2 weeks ago - last edited 2 weeks ago
Hi, I need your help to count values of a variable but with a condition based on time ranges of another variable.
This is my data:
I have to find in 50 seconds time ranges, if there are 5 or more "Demanda" Category and a "Oferta" just after that or also the opposite case, 5 o more "Oferta" followed by a "Demanda".
Please I have no experience with loops or arrays, I tried to code a loop, but I do not how to make a reference to previous values of another variable. I would really appreciate if you could explain me the lines in your code to understand each step. Thank you very much!
2 weeks ago
So if there are 5 or more "Demanda" category values immediately followed by a "Oferta" in a range of 50 second in the Time variable, what do you want to happen then? An indicator variable of 1?
a week ago
You can use RETAIN.
By this you can shift information one row lower and then make comparisons, set counters and calculate time distances and sum then up.

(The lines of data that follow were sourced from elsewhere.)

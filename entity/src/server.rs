use sea_orm::entity::prelude::*;

/// A listed Discord server. `id` is the Discord guild id.
#[derive(Clone, Debug, PartialEq, Eq, DeriveEntityModel)]
#[sea_orm(table_name = "servers")]
pub struct Model {
    #[sea_orm(primary_key, auto_increment = false)]
    pub id: String,
    pub name: String,
    #[sea_orm(column_type = "Text", nullable)]
    pub description: Option<String>,
    pub invite_url: Option<String>,
    pub verified: bool,
    pub created_at: DateTimeUtc,
    pub updated_at: DateTimeUtc,
}

#[derive(Copy, Clone, Debug, EnumIter, DeriveRelation)]
pub enum Relation {}

impl ActiveModelBehavior for ActiveModel {}
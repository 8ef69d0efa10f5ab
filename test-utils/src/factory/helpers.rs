//! Shared helper utilities for factory methods.

/// Counter for generating unique IDs in tests.
static COUNTER: std::sync::atomic::AtomicU64 = std::sync::atomic::AtomicU64::new(1);

/// Gets the next unique counter value for test data.
///
/// Provides monotonically increasing values for use in generating unique
/// test identifiers across all factories.
pub fn next_id() -> u64 {
    COUNTER.fetch_add(1, std::sync::atomic::Ordering::SeqCst)
}
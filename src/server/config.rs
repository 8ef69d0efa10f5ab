use std::num::NonZeroU64;

use crate::server::error::{config::ConfigError, AppError};

const DEFAULT_BIND_ADDRESS: &str = "0.0.0.0:8080";

/// Settings read once at startup.
///
/// The bot token and application id are optional: without them the webhook still
/// verifies and answers interactions, but Discord REST calls and command
/// registration are skipped with a warning.
#[derive(Clone)]
pub struct Config {
    pub database_url: String,

    pub discord_public_key: String,
    pub discord_bot_token: Option<String>,
    pub discord_application_id: Option<NonZeroU64>,

    pub bind_address: String,
}

impl Config {
    pub fn from_env() -> Result<Self, AppError> {
        Self::from_lookup(|name| std::env::var(name).ok())
    }

    /// Builds the configuration from an arbitrary variable source.
    ///
    /// Empty values are treated the same as unset ones.
    pub fn from_lookup<F>(lookup: F) -> Result<Self, AppError>
    where
        F: Fn(&str) -> Option<String>,
    {
        let get = |name: &str| lookup(name).filter(|value| !value.trim().is_empty());
        let require =
            |name: &str| get(name).ok_or_else(|| ConfigError::MissingEnvVar(name.to_string()));

        let database_url = require("DATABASE_URL")?;
        let discord_public_key = require("DISCORD_PUBLIC_KEY")?;

        let discord_bot_token = get("DISCORD_BOT_TOKEN");
        if discord_bot_token.is_none() {
            tracing::warn!("DISCORD_BOT_TOKEN is not set, Discord REST calls will be skipped");
        }

        let discord_application_id = match get("DISCORD_APPLICATION_ID") {
            Some(value) => match value.trim().parse::<NonZeroU64>() {
                Ok(id) => Some(id),
                Err(e) => {
                    tracing::warn!(
                        "DISCORD_APPLICATION_ID '{}' is not a valid snowflake ({}), command registration will be skipped",
                        value,
                        e
                    );
                    None
                }
            },
            None => {
                tracing::warn!(
                    "DISCORD_APPLICATION_ID is not set, command registration will be skipped"
                );
                None
            }
        };

        Ok(Self {
            database_url,
            discord_public_key,
            discord_bot_token,
            discord_application_id,
            bind_address: get("BIND_ADDRESS").unwrap_or_else(|| DEFAULT_BIND_ADDRESS.to_string()),
        })
    }
}
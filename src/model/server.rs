use chrono::{DateTime, Utc};
use serde::{Deserialize, Serialize};
use utoipa::ToSchema;

#[derive(Serialize, Deserialize, PartialEq, Clone, Debug, ToSchema)]
pub struct ServerDto {
    /// Discord guild id, kept as a string to survive JavaScript number precision.
    pub id: String,
    pub name: String,
    pub description: Option<String>,
    pub invite_url: Option<String>,
    pub verified: bool,
    #[serde(with = "chrono::serde::ts_seconds")]
    #[schema(value_type = i64)]
    pub created_at: DateTime<Utc>,
    #[serde(with = "chrono::serde::ts_seconds")]
    #[schema(value_type = i64)]
    pub updated_at: DateTime<Utc>,
}

#[derive(Serialize, Deserialize, PartialEq, Clone, Debug, ToSchema)]
pub struct PaginatedServersDto {
    pub servers: Vec<ServerDto>,
    pub total: u64,
    pub page: u64,
    pub per_page: u64,
    pub total_pages: u64,
}
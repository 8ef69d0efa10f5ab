use sea_orm_migration::{prelude::*, schema::*};

#[derive(DeriveMigrationName)]
pub struct Migration;

#[async_trait::async_trait]
impl MigrationTrait for Migration {
    async fn up(&self, manager: &SchemaManager) -> Result<(), DbErr> {
        manager
            .create_table(
                Table::create()
                    .table(Servers::Table)
                    .if_not_exists()
                    .col(string(Servers::Id).primary_key())
                    .col(string(Servers::Name))
                    .col(text_null(Servers::Description))
                    .col(string_null(Servers::InviteUrl))
                    .col(boolean(Servers::Verified).default(false))
                    .col(
                        timestamp_with_time_zone(Servers::CreatedAt)
                            .default(Expr::current_timestamp()),
                    )
                    .col(
                        timestamp_with_time_zone(Servers::UpdatedAt)
                            .default(Expr::current_timestamp()),
                    )
                    .to_owned(),
            )
            .await?;

        // The listing feed sorts by bump recency
        manager
            .create_index(
                Index::create()
                    .name("idx_servers_updated_at")
                    .table(Servers::Table)
                    .col(Servers::UpdatedAt)
                    .if_not_exists()
                    .to_owned(),
            )
            .await
    }

    async fn down(&self, manager: &SchemaManager) -> Result<(), DbErr> {
        manager
            .drop_table(Table::drop().table(Servers::Table).to_owned())
            .await
    }
}

#[derive(DeriveIden)]
pub enum Servers {
    Table,
    Id,
    Name,
    Description,
    InviteUrl,
    Verified,
    CreatedAt,
    UpdatedAt,
}
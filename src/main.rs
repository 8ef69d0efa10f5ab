mod model;
mod server;

use std::sync::Arc;

use crate::server::{
    config::Config,
    error::AppError,
    service::{discord::SerenityDiscordClient, registrar, server::SeaOrmServerStore},
    startup,
    state::AppState,
};

#[tokio::main]
async fn main() -> Result<(), AppError> {
    dotenvy::dotenv().ok();
    startup::init_tracing();

    let config = Config::from_env()?;

    let db = startup::connect_to_database(&config).await?;
    let discord = Arc::new(SerenityDiscordClient::new(startup::setup_discord_http(
        &config,
    )));
    let verifier = Arc::new(startup::setup_signature_verifier(&config));
    let servers = Arc::new(SeaOrmServerStore::new(db.clone()));

    // Register slash commands off the request path
    let registrar_discord = discord.clone();
    let registrar_config = config.clone();
    tokio::spawn(async move {
        registrar::register_commands(registrar_discord.as_ref(), &registrar_config).await;
    });

    let state = AppState::new(db, verifier, servers, discord);
    let router = server::router::router().with_state(state);

    let listener = tokio::net::TcpListener::bind(config.bind_address.as_str()).await?;
    tracing::info!("Listening on {}", config.bind_address);

    axum::serve(listener, router).await?;

    Ok(())
}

Below i have coded an example. I have not much experience in using RETAIN, so it might be coded more efficient.
minute = 1; transcode = 'A'; revenue = 11.64;
minute = 4; transcode = 'A'; revenue = 8.34;
minute = 7; transcode = 'A'; revenue = 6.09;
minute = 10; transcode = 'B'; revenue = 5.38;
minute = 15; transcode = 'C'; revenue = 4.34;
if _n_= 1 then do; tmp1= minute; tmp2= transcode; tmp3 = revenue; end;
retain tmp1 tmp2 tmp3;
prae_minute= tmp1; prae_transcode= tmp2; prae_revenue_chain = tmp3;
if prae_transcode = transcode and _n_ > 1 then revenue_chain= prae_revenue_chain + revenue; else revenue_chain = revenue;
tmp1= minute; tmp2= transcode; tmp3 = revenue_chain;
keep minute transcode revenue revenue_chain;
proc print data = a; run;
Hi, I googled about retain to build my code, but it's not perfect yet... This is my code so far:
data data_lay2; set data_lay1; by fecha hora; retain lapse compra cod dif 0; if hora>=lag(hora) then do; if tipo='Demanda' and clase='Ingreso' then compra+1; if codigo ne lag(codigo) then cod+1; dif=intck('second',lag(hora),hora); if lapse=. then lapse=0; lapse=lapse+dif; if compra>=5 and cod>=5 and tipo='Oferta' then flag=1; end; if lapse>50 then lapse=0 and compra=0 and cod=0 and dif=0; run;
This program tracks the time stamp for demand 4 demands prior to the most recent demand, and for offer 4 offers prior to the most recent offer. You can then compare those time stamps to the current time:
data data_lay2; set data_lay1; by fecha hora; retain lagtime4d lagtime4o ; format lagtime4d lagtime4o time8.0 ; if tipo='Demanda' then lagtime4d=lag4(hora); else if tipo='Oferta' then lagtime4o=lag4(hora); if (tipo='Demanda' and lagtime4o>=hora-50) or (tipo='Oferta' and lagtime4d>=hora-50); run;
This program forms 2 queues, one for time stamps of offers, and one for time stamps of demands. Each queue is 4 elements deep. As a result, when the current record is an offer, then the lagtime4d is the time stamp of the 5th preceding demand. I say the 5th preceding demand for an offer, because it is calculated as the 4th preceding demand of the most recent preceding demand.
As a result the subsetting IF statement just compares the current time stamp to either the lagtime4d or lagtime4o, depending on the current record type.
I presume HORA is a time variable, with sas time values.